What to do:
Set down, exactly as written, every line from the top of the records below to the line containing "in table order", both ends included, and no others.
□ □ □ □ □ □ □
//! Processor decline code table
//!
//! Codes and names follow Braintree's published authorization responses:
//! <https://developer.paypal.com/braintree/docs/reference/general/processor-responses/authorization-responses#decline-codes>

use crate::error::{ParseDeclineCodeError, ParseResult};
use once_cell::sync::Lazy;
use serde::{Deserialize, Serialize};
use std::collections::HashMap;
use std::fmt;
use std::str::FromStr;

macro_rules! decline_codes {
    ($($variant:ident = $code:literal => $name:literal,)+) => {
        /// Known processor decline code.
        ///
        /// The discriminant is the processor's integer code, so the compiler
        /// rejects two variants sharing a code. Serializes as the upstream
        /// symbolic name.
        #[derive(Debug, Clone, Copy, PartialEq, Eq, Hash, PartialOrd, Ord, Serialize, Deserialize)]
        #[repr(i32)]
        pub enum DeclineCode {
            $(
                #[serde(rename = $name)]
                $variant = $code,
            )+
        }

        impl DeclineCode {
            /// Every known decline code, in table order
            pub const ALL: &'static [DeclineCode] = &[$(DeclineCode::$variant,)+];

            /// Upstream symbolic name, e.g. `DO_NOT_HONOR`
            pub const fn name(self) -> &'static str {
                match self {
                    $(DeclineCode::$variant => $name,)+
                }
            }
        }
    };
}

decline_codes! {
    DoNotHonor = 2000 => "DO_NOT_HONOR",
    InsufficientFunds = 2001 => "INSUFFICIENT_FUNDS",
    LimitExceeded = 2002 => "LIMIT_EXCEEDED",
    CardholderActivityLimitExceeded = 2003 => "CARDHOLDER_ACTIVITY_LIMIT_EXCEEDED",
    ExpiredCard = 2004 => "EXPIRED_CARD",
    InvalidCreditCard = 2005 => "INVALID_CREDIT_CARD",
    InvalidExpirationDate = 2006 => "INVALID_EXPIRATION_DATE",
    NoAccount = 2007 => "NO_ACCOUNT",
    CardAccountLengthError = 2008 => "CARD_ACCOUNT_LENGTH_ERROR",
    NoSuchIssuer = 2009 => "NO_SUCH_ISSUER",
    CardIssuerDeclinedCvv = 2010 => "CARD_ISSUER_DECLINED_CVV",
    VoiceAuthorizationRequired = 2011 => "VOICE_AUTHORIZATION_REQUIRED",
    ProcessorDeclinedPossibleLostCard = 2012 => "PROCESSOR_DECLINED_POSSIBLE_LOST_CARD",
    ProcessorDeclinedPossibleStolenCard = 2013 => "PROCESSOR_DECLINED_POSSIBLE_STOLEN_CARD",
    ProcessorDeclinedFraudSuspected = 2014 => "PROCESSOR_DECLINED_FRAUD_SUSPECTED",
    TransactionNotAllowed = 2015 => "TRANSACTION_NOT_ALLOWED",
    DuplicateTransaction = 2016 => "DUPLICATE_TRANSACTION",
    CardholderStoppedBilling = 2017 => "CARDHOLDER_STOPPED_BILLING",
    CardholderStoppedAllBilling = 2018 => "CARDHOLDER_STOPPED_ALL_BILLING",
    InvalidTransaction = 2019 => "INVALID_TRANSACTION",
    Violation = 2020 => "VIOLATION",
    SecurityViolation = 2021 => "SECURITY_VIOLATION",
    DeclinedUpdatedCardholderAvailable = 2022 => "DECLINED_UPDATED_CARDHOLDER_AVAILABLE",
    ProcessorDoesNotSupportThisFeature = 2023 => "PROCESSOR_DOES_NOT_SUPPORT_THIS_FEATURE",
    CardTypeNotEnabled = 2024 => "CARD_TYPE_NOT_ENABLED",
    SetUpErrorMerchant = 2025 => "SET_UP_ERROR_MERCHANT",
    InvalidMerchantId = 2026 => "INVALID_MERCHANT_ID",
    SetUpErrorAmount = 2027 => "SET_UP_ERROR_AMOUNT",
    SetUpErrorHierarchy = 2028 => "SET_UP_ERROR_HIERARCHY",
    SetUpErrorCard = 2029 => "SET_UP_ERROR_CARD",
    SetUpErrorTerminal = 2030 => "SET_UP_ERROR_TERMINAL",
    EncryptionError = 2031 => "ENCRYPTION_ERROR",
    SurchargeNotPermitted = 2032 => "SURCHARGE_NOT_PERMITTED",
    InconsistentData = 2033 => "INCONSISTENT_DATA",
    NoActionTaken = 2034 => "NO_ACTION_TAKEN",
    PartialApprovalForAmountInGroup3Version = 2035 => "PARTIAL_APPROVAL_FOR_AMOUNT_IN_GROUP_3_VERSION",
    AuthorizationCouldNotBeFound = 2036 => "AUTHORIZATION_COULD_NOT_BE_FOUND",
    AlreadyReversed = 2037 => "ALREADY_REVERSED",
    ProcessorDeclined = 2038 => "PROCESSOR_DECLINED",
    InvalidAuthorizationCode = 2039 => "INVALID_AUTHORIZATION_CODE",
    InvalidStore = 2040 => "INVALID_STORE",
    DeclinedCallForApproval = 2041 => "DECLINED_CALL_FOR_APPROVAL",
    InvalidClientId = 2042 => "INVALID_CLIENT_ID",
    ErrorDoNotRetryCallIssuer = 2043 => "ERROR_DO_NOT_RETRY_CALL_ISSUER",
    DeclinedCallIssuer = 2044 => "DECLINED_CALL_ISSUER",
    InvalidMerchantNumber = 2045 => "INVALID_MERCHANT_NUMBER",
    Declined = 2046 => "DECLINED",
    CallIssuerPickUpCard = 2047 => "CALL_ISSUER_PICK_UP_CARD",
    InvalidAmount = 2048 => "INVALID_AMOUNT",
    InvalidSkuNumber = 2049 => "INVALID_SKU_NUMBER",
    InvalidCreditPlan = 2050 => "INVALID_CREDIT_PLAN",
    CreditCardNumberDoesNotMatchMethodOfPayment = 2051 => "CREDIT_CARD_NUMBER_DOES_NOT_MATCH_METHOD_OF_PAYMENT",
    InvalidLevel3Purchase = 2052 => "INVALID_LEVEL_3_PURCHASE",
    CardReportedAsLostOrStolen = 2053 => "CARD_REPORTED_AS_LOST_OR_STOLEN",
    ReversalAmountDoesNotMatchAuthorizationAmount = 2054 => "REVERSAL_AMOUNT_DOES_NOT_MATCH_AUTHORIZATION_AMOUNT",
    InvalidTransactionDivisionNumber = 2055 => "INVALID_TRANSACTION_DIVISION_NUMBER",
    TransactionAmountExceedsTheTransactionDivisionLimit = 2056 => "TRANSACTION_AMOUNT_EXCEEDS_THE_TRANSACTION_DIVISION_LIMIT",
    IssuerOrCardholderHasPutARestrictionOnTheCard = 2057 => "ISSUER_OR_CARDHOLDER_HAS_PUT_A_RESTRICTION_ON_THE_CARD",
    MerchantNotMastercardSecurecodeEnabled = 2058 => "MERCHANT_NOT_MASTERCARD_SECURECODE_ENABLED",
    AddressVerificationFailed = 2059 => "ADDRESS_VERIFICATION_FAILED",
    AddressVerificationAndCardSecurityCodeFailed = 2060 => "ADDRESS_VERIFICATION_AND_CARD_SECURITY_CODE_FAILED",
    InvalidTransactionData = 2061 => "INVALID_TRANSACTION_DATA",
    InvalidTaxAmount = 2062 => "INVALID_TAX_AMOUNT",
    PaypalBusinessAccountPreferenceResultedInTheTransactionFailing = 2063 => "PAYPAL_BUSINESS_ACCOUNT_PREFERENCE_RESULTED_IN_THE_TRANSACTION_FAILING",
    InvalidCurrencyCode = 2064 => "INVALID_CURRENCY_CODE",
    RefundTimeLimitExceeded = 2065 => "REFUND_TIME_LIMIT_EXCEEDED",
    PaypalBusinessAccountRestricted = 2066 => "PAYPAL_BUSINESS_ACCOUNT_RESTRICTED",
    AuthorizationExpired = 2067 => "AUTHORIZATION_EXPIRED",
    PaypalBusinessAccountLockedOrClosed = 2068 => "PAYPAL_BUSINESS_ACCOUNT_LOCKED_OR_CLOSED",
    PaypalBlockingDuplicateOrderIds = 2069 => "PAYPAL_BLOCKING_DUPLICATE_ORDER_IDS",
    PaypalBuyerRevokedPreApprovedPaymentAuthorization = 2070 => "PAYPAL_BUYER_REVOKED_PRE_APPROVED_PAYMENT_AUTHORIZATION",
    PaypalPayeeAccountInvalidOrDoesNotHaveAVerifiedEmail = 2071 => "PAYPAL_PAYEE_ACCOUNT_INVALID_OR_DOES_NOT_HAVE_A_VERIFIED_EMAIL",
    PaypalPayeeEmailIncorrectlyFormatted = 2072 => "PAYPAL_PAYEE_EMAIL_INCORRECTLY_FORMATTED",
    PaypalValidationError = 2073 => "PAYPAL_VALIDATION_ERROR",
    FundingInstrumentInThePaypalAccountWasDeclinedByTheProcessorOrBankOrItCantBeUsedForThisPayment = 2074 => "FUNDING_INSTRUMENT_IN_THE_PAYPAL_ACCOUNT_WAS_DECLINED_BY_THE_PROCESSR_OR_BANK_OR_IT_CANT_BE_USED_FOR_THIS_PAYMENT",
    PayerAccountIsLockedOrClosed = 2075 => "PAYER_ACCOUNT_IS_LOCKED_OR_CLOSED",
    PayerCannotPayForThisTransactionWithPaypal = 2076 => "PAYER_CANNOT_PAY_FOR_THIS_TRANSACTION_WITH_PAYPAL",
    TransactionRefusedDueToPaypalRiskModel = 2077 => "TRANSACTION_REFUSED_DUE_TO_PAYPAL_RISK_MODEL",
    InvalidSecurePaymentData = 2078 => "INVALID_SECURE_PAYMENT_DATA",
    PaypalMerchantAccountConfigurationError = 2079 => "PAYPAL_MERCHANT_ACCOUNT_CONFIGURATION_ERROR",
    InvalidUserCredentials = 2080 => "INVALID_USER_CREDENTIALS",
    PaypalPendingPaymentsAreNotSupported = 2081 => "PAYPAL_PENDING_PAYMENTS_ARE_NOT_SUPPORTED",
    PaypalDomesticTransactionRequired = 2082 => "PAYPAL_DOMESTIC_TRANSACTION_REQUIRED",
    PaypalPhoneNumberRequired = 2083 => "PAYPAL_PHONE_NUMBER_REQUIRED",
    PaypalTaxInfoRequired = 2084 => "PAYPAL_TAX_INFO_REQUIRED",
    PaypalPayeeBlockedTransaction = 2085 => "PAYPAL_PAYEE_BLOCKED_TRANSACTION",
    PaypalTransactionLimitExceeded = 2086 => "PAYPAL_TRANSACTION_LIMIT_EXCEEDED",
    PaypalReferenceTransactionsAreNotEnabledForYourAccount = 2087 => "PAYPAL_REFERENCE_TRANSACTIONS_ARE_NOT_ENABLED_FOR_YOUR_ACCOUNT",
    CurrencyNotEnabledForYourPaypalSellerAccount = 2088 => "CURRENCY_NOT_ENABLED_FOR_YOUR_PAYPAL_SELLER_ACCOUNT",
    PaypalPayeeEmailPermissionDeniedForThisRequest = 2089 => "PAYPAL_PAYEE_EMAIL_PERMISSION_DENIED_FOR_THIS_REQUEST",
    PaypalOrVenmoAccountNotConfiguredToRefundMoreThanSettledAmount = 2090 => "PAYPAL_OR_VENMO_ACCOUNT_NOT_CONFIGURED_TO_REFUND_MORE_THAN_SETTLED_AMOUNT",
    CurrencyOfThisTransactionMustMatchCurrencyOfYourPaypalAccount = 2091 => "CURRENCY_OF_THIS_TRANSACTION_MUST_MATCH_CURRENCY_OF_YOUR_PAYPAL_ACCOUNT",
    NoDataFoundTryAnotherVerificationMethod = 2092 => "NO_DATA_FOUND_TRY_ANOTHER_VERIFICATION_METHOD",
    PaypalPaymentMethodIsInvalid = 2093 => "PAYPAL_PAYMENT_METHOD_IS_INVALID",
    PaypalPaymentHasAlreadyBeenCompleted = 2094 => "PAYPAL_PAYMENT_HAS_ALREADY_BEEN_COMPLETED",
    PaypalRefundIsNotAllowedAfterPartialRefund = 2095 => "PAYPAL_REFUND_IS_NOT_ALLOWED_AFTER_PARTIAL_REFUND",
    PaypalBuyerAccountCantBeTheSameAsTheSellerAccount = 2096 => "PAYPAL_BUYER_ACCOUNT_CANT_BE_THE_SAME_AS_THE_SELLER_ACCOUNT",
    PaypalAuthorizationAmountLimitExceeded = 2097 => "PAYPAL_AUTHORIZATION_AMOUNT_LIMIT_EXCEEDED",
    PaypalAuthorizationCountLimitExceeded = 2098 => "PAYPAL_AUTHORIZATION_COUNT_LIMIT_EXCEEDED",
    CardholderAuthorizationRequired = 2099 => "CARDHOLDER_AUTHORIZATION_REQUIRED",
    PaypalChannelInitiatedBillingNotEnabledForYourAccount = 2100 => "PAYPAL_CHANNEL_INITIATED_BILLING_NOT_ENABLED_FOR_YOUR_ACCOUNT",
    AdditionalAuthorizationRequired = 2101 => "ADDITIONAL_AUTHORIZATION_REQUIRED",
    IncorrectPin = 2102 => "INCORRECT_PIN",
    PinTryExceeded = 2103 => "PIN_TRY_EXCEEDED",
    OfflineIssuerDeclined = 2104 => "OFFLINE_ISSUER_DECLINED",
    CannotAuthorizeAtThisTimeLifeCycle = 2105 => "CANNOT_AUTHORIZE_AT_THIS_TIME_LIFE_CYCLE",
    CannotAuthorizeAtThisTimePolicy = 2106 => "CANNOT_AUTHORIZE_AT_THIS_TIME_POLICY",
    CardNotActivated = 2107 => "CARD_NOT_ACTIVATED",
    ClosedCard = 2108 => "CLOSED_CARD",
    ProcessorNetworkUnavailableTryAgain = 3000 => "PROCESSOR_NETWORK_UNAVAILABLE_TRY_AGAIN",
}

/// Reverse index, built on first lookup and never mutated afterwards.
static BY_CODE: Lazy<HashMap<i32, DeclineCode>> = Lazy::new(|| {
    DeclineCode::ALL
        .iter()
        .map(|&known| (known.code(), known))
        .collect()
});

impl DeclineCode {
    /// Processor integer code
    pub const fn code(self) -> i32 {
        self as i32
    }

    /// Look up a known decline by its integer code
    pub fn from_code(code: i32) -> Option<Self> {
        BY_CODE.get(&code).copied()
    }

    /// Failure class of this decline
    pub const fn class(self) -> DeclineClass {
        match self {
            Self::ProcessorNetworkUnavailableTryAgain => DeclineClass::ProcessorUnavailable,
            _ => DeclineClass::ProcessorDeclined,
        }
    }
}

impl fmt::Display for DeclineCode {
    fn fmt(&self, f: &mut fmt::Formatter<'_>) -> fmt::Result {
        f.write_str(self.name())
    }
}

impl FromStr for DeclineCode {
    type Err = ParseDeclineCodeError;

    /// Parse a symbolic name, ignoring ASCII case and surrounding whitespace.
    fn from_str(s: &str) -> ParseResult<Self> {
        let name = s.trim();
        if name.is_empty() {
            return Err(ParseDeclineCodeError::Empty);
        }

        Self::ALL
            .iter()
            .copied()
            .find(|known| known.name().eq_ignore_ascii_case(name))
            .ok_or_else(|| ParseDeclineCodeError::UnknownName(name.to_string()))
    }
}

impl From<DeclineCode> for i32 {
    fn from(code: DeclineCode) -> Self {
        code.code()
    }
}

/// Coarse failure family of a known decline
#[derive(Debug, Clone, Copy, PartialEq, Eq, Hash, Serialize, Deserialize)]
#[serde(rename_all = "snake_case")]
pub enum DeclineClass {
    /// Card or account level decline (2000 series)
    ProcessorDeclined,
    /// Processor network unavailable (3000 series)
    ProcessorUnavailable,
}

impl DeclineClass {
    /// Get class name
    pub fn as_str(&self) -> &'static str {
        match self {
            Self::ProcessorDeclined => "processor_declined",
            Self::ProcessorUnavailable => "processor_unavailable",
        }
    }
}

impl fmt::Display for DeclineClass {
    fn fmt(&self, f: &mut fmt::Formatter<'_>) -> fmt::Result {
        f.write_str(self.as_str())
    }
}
□ □ □ □ □ □ □
The answer:
//! Processor decline code table
//!
//! Codes and names follow Braintree's published authorization responses:
//! <https://developer.paypal.com/braintree/docs/reference/general/processor-responses/authorization-responses#decline-codes>

use crate::error::{ParseDeclineCodeError, ParseResult};
use once_cell::sync::Lazy;
use serde::{Deserialize, Serialize};
use std::collections::HashMap;
use std::fmt;
use std::str::FromStr;

macro_rules! decline_codes {
    ($($variant:ident = $code:literal => $name:literal,)+) => {
        /// Known processor decline code.
        ///
        /// The discriminant is the processor's integer code, so the compiler
        /// rejects two variants sharing a code. Serializes as the upstream
        /// symbolic name.
        #[derive(Debug, Clone, Copy, PartialEq, Eq, Hash, PartialOrd, Ord, Serialize, Deserialize)]
        #[repr(i32)]
        pub enum DeclineCode {
            $(
                #[serde(rename = $name)]
                $variant = $code,
            )+
        }

        impl DeclineCode {
            /// Every known decline code, in table order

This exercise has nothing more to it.